Hi,
I wanted to know whether there is a way to calculate one dimensional integral over an user defined function in GAUSS. I see than intquad2 and intquad3 can respectively be used for two and three dimensional integral, is there an option for one dimensional integration (not over a rectangular distribution, but over an user defined distribution).
I would appreciate your response in this regard.
Thanks and Regards
Annesha
5 Answers
0
The simplest method would be to use function intquad1 to calculate a one dimensional integral for example:
range_end = 1; range_start = 0; area = intquad1(&myProc, range_end|range_start); proc (1) = myProc(x); retp(x .* sin(x)); endp;
The other option is to use inthp4. Here is an example. You can keep the wrapper function simpleInthp41d if you want and just call that function to make it simpler to use.

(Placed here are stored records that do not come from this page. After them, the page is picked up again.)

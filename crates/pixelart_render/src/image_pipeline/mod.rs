pub mod resize;
pub mod sample;
use std::collections::{HashMap, VecDeque};
use std::sync::Arc;

use log::trace;

use super::shape::{build_shape, CellShape, CellShapeConfig, CustomPath, ShapePath};
use crate::PixelArtError;

pub const DEFAULT_CACHE_CAPACITY: usize = 1000;

/// Everything that affects a cell outline. Floats are keyed by bit pattern.
#[derive(Clone, Debug, PartialEq, Eq, Hash)]
struct ShapeKey {
    x: u64,
    y: u64,
    size: u64,
    shape: CellShape,
    corners: [u32; 4],
    custom: Option<CustomPath>,
}

impl ShapeKey {
    fn new(x: f64, y: f64, size: f64, config: &CellShapeConfig) -> Self {
        let (corners, custom) = match config.shape {
            CellShape::Rectangle => (config.corner_radius.clamped().map(f32::to_bits), None),
            CellShape::Custom => ([0; 4], config.custom_path.clone()),
            _ => ([0; 4], None),
        };

        Self {
            x: key_bits(x),
            y: key_bits(y),
            size: key_bits(size),
            shape: config.shape,
            corners,
            custom,
        }
    }
}

/// Collapses `-0.0` onto `0.0` so both hit the same entry.
fn key_bits(value: f64) -> u64 {
    (value + 0.0).to_bits()
}

#[derive(Clone, Copy, Debug, Default, PartialEq, Eq)]
pub struct CacheStats {
    pub hits: u64,
    pub misses: u64,
    pub evictions: u64,
}

/// Builds cell outlines and memoizes them in a bounded cache.
///
/// Once the cache grows past its capacity the oldest insertion is evicted,
/// regardless of how recently it was read. Each engine owns its own cache.
#[derive(Debug)]
pub struct ShapeGeometryEngine {
    capacity: usize,
    entries: HashMap<ShapeKey, Arc<ShapePath>>,
    insertion_order: VecDeque<ShapeKey>,
    stats: CacheStats,
}

impl Default for ShapeGeometryEngine {
    fn default() -> Self {
        Self::with_capacity(DEFAULT_CACHE_CAPACITY)
    }
}

impl ShapeGeometryEngine {
    pub fn new() -> Self {
        Self::default()
    }

    pub fn with_capacity(capacity: usize) -> Self {
        let capacity = capacity.max(1);
        Self {
            capacity,
            entries: HashMap::with_capacity(capacity + 1),
            insertion_order: VecDeque::with_capacity(capacity + 1),
            stats: CacheStats::default(),
        }
    }

    /// Outline of a `size × size` cell whose top-left corner is `(x, y)`.
    ///
    /// Fails only for a custom shape without path data; nothing is cached then.
    pub fn path_for(
        &mut self,
        x: f64,
        y: f64,
        size: f64,
        config: &CellShapeConfig,
    ) -> Result<Arc<ShapePath>, PixelArtError> {
        let key = ShapeKey::new(x, y, size, config);
        if let Some(path) = self.entries.get(&key) {
            self.stats.hits += 1;
            return Ok(Arc::clone(path));
        }

        let path = Arc::new(build_shape(x, y, size, config)?);
        self.stats.misses += 1;

        self.entries.insert(key.clone(), Arc::clone(&path));
        self.insertion_order.push_back(key);

        if self.entries.len() > self.capacity {
            if let Some(oldest) = self.insertion_order.pop_front() {
                self.entries.remove(&oldest);
                self.stats.evictions += 1;
                trace!(
                    "evicted cached {:?} outline at ({}, {})",
                    oldest.shape,
                    f64::from_bits(oldest.x),
                    f64::from_bits(oldest.y)
                );
            }
        }

        Ok(path)
    }

    pub fn len(&self) -> usize {
        self.entries.len()
    }

    pub fn is_empty(&self) -> bool {
        self.entries.is_empty()
    }

    pub fn capacity(&self) -> usize {
        self.capacity
    }

    pub fn stats(&self) -> CacheStats {
        self.stats
    }

    pub fn clear(&mut self) {
        self.entries.clear();
        self.insertion_order.clear();
    }
}
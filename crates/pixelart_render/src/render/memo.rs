use std::convert::Infallible;

use log::trace;

/// Caches the output for the last input and recomputes only when a new input
/// compares unequal to it.
#[derive(Clone, Debug)]
pub struct Memo<I, O> {
    entry: Option<(I, O)>,
    recomputations: u64,
}

impl<I, O> Default for Memo<I, O> {
    fn default() -> Self {
        Self { entry: None, recomputations: 0 }
    }
}

impl<I: PartialEq, O> Memo<I, O> {
    pub fn new() -> Self {
        Self::default()
    }

    pub fn get_or_compute(&mut self, input: I, compute: impl FnOnce(&I) -> O) -> &O {
        let infallible = |input: &I| Ok::<_, Infallible>(compute(input));
        match self.get_or_try_compute(input, infallible) {
            Ok(output) => output,
            Err(never) => match never {},
        }
    }

    /// Like [`Memo::get_or_compute`], but a failed computation leaves the
    /// previous entry in place.
    pub fn get_or_try_compute<E>(
        &mut self,
        input: I,
        compute: impl FnOnce(&I) -> Result<O, E>,
    ) -> Result<&O, E> {
        let entry = match self.entry.take() {
            Some((previous, output)) if previous == input => (previous, output),
            previous => match compute(&input) {
                Ok(output) => {
                    self.recomputations += 1;
                    (input, output)
                },
                Err(err) => {
                    self.entry = previous;
                    return Err(err);
                },
            },
        };

        Ok(&self.entry.insert(entry).1)
    }

    pub fn get(&self) -> Option<&O> {
        self.entry.as_ref().map(|(_, output)| output)
    }

    pub fn invalidate(&mut self) {
        self.entry = None;
    }

    /// How many times an output has been computed.
    pub fn recomputations(&self) -> u64 {
        self.recomputations
    }
}

/// Single-slot frame scheduler. A new snapshot replaces any pending one, so a
/// tick only ever sees the latest state.
#[derive(Clone, Debug)]
pub struct FrameScheduler<S> {
    pending: Option<S>,
}

impl<S> Default for FrameScheduler<S> {
    fn default() -> Self {
        Self { pending: None }
    }
}

impl<S> FrameScheduler<S> {
    pub fn new() -> Self {
        Self::default()
    }

    /// Stores `snapshot` as the pending state. Returns `true` when nothing was
    /// pending, meaning the host should request a tick.
    pub fn invalidate(&mut self, snapshot: S) -> bool {
        let superseded = self.pending.replace(snapshot).is_some();
        if superseded {
            trace!("pending frame superseded before it was drawn");
        }
        !superseded
    }

    pub fn is_pending(&self) -> bool {
        self.pending.is_some()
    }

    pub fn pending(&self) -> Option<&S> {
        self.pending.as_ref()
    }

    /// Drains the latest snapshot, if any.
    pub fn tick(&mut self) -> Option<S> {
        self.pending.take()
    }
}

#[cfg(test)]
mod tests {
    use super::*;

    #[test]
    fn equal_input_skips_recomputation() {
        let mut memo = Memo::new();
        let sum = |&(a, b): &(i32, i32)| a + b;

        assert_eq!(*memo.get_or_compute((1, 2), sum), 3);
        assert_eq!(*memo.get_or_compute((1, 2), sum), 3);
        assert_eq!(memo.recomputations(), 1);

        assert_eq!(*memo.get_or_compute((2, 2), sum), 4);
        assert_eq!(memo.recomputations(), 2);
    }

    #[test]
    fn failed_computation_keeps_previous_output() {
        let mut memo = Memo::new();
        memo.get_or_compute(1, |n| n * 10);

        let result = memo.get_or_try_compute(2, |_| Err("boom"));

        assert_eq!(result, Err("boom"));
        assert_eq!(memo.get(), Some(&10));
    }

    #[test]
    fn restored_entry_still_hits_after_a_failure() {
        let mut memo = Memo::new();
        memo.get_or_compute(1, |n| n * 10);
        let _ = memo.get_or_try_compute(2, |_| Err::<i32, _>("boom"));

        let output = memo.get_or_try_compute(1, |_| Err::<i32, _>("recomputed"));

        assert_eq!(output, Ok(&10));
        assert_eq!(memo.recomputations(), 1);
    }

    #[test]
    fn invalidate_forces_recomputation() {
        let mut memo = Memo::new();
        memo.get_or_compute("a", |s| s.len());
        memo.invalidate();
        memo.get_or_compute("a", |s| s.len());

        assert_eq!(memo.recomputations(), 2);
    }

    #[test]
    fn scheduler_keeps_only_the_latest_snapshot() {
        let mut scheduler = FrameScheduler::new();

        assert!(scheduler.invalidate(1));
        assert!(!scheduler.invalidate(2));
        assert!(!scheduler.invalidate(3));
        assert!(scheduler.is_pending());

        assert_eq!(scheduler.tick(), Some(3));
        assert_eq!(scheduler.tick(), None);
        assert!(!scheduler.is_pending());

        assert!(scheduler.invalidate(4));
    }
}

area = simpleInthp1D(&myProc, 0, 1); proc (1) = myProc(struct DS *data, x); //If your function needs data other than from 'x' //you can pull it from the 'data' struct like this //new_var = data->dataMatrix; retp(x .* sin(x)); endp; proc (1) = simpleInthp1D(fct, range_start, range_end); local fct:proc, area_; //Declare control structure and fill //in defaults struct inthpControl ctl; ctl = inthpControlCreate(); //Make any control structure changes here //For example: //ctl.eps = 1e-5; //Declare and DS structure for any extra data struct DS d0; d0 = dsCreate(); lim = range_end|range_start; //Call integration routine area_ = inthp4(&fct, &d0, ctl, lim); retp(area_); endp;
0
Hello Please correct me if I am wrong, but in your examples isn't the integration is being done over a rectangular region. For example in your first example isn't it the assumption that x is uniformly distributed between 0 and 1?
What I want to do is I want to define a distribution for x other than rectangular, there are are options to do that for two/three dimensional integrals using intquad2 and intquad3, but I do not know how to use that in one dimenssinal case.
Look forward to your help.
Regards
Annesha
0
I am confused. When I first read your question, I was assuming that you simply wanted to calculate the area under the curve of a user defined function. For example, let's say the area under the curve of the sin function between 0 and 1.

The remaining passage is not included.